J. Ben Tamo, Daniel Carlander-Reuterfelt, Jonathan Rubin, Dezhi Hong, Mingxian Wang, Oleg Poliannikov
TL;DR
LinguaMap addresses persistent language-control failures in multilingual LLMs by integrating a four-prompt diagnostic framework with layer-wise interpretability (logit lens and hidden-state similarity). It uncovers a three-phase internal structure—semantic grounding in early layers, reasoning in the middle, and language-specific generation in the late layers—and demonstrates that selectively finetuning only the final layers yields high language consistency with minimal parameter updates, closely matching full fine-tuning performance.
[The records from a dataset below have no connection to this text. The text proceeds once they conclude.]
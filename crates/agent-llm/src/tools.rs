//! Tool definition types for LLM tool use

use serde::{Deserialize, Serialize};
use serde_json::Value;

/// Tool definition for LLM provider
///
/// This describes a tool that the LLM can use, including its name,
/// description, and input schema in JSON Schema format.
#[derive(Debug, Clone, Serialize, Deserialize)]
pub struct ToolDefinition {
    /// Tool name (must match the tool in ToolRegistry)
    pub name: String,

    /// Description of what the tool does
    pub description: String,

    /// JSON schema for the tool's input parameters
    pub input_schema: Value,

    /// JSON schema describing the tool's result, when it has a fixed shape
    #[serde(default, skip_serializing_if = "Option::is_none")]
    pub output_schema: Option<Value>,
}

impl ToolDefinition {
    /// Create a new tool definition
    pub fn new(
        name: impl Into<String>,
        description: impl Into<String>,
        input_schema: Value,
    ) -> Self {
        Self {
            name: name.into(),
            description: description.into(),
            input_schema,
            output_schema: None,
        }
    }

    /// Attach a result schema
    pub fn with_output_schema(mut self, schema: Value) -> Self {
        self.output_schema = Some(schema);
        self
    }
}

/// Tools executed by the provider itself rather than by the agent runtime
///
/// These carry no schema; the provider decides when to use them and folds
/// their results into the model's answer.
#[derive(Debug, Clone, Copy, PartialEq, Eq, Hash, Serialize, Deserialize)]
#[serde(rename_all = "snake_case")]
pub enum BuiltinTool {
    /// Grounded Google web search
    GoogleSearch,
}

impl BuiltinTool {
    /// Name the tool is registered under
    pub fn name(self) -> &'static str {
        match self {
            BuiltinTool::GoogleSearch => "google_search",
        }
    }
}

/// Helper module to build JSON schemas for tools
pub mod schema {
    use serde_json::{json, Value};

    /// Create a JSON schema for an object with properties
    ///
    /// # Example
    ///
    /// ```
    /// use agent_llm::tools::schema;
    /// use serde_json::json;
    ///
    /// let schema = schema::object(
    ///     json!({
    ///         "query": schema::string("Search query"),
    ///         "limit": schema::number("Maximum results"),
    ///     }),
    ///     vec!["query"],
    /// );
    /// ```
    pub fn object(properties: Value, required: Vec<&str>) -> Value {
        json!({
            "type": "object",
            "properties": properties,
            "required": required,
        })
    }

    /// String property schema
    ///
    /// # Example
    ///
    /// ```
    /// use agent_llm::tools::schema;
    ///
    /// let schema = schema::string("A text description");
    /// ```
    pub fn string(description: &str) -> Value {
        json!({
            "type": "string",
            "description": description,
        })
    }

    /// Number property schema
    ///
    /// # Example
    ///
    /// ```
    /// use agent_llm::tools::schema;
    ///
    /// let schema = schema::number("A numeric value");
    /// ```
    pub fn number(description: &str) -> Value {
        json!({
            "type": "number",
            "description": description,
        })
    }

    /// Integer property schema
    pub fn integer(description: &str) -> Value {
        json!({
            "type": "integer",
            "description": description,
        })
    }

    /// Boolean property schema
    pub fn boolean(description: &str) -> Value {
        json!({
            "type": "boolean",
            "description": description,
        })
    }

    /// Nullable property schema (the value may be absent)
    pub fn nullable(schema: Value) -> Value {
        let mut schema = schema;
        if let Some(obj) = schema.as_object_mut() {
            obj.insert("nullable".to_string(), Value::Bool(true));
        }
        schema
    }

    /// Array property schema
    pub fn array(description: &str, items: Value) -> Value {
        json!({
            "type": "array",
            "description": description,
            "items": items,
        })
    }
}

#[cfg(test)]
mod tests {
    use super::*;
    use serde_json::json;

    #[test]
    fn test_tool_definition_creation() {
        let schema = schema::object(
            json!({
                "query": schema::string("Search query"),
            }),
            vec!["query"],
        );

        let tool = ToolDefinition::new("search", "Search the web", schema.clone());
        assert_eq!(tool.name, "search");
        assert_eq!(tool.description, "Search the web");
        assert_eq!(tool.input_schema, schema);
        assert!(tool.output_schema.is_none());
    }

    #[test]
    fn test_output_schema_and_nullable() {
        let out = schema::object(
            json!({ "pe_ratio": schema::nullable(schema::number("Trailing P/E")) }),
            vec![],
        );
        let tool = ToolDefinition::new("quote", "Fetch a quote", json!({"type": "object"}))
            .with_output_schema(out.clone());

        assert_eq!(tool.output_schema, Some(out));
        assert_eq!(
            tool.output_schema.unwrap()["properties"]["pe_ratio"]["nullable"],
            true
        );
    }

    #[test]
    fn test_builtin_tool_name() {
        assert_eq!(BuiltinTool::GoogleSearch.name(), "google_search");
    }

    #[test]
    fn test_schema_builders() {
        let str_schema = schema::string("test");
        assert_eq!(str_schema["type"], "string");

        let num_schema = schema::number("count");
        assert_eq!(num_schema["type"], "number");

        let bool_schema = schema::boolean("flag");
        assert_eq!(bool_schema["type"], "boolean");
    }
}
The findings reveal a trade-off where models excel in multilingual task performance but vary in language control, and they offer a scalable approach to multilingual adaptation with clear implications for deployment in diverse linguistic contexts.
Abstract
Despite multilingual pretraining, large language models often struggle with non-English tasks, particularly in language control, the ability to respond in the intended language. We identify and characterize two key failure modes: the multilingual transfer bottleneck (correct language, incorrect task response) and the language consistency bottleneck (correct task response, wrong language). To systematically surface these issues, we design a four-scenario evaluation protocol spanning MMLU, MGSM, and XQuAD benchmarks. To probe these issues with interpretability, we extend logit lens analysis to track language probabilities layer by layer and compute cross-lingual semantic similarity of hidden states. The results reveal a three-phase internal structure: early layers align inputs into a shared semantic space, middle layers perform task reasoning, and late layers drive language-specific generation. Guided by these insights, we introduce selective fine-tuning of only the final layers responsible for language control. On Qwen-3-32B and Bloom-7.1B, this method achieves over 98 percent language consistency across six languages while fine-tuning only 3-5 percent of parameters, without sacrificing task accuracy. Importantly, this result is nearly identical to that of full-scope fine-tuning (for example, above 98 percent language consistency for both methods across all prompt scenarios) but uses a fraction of the computational resources. To the best of our knowledge, this is the first approach to leverage layer-localization of language control for efficient multilingual adaptation.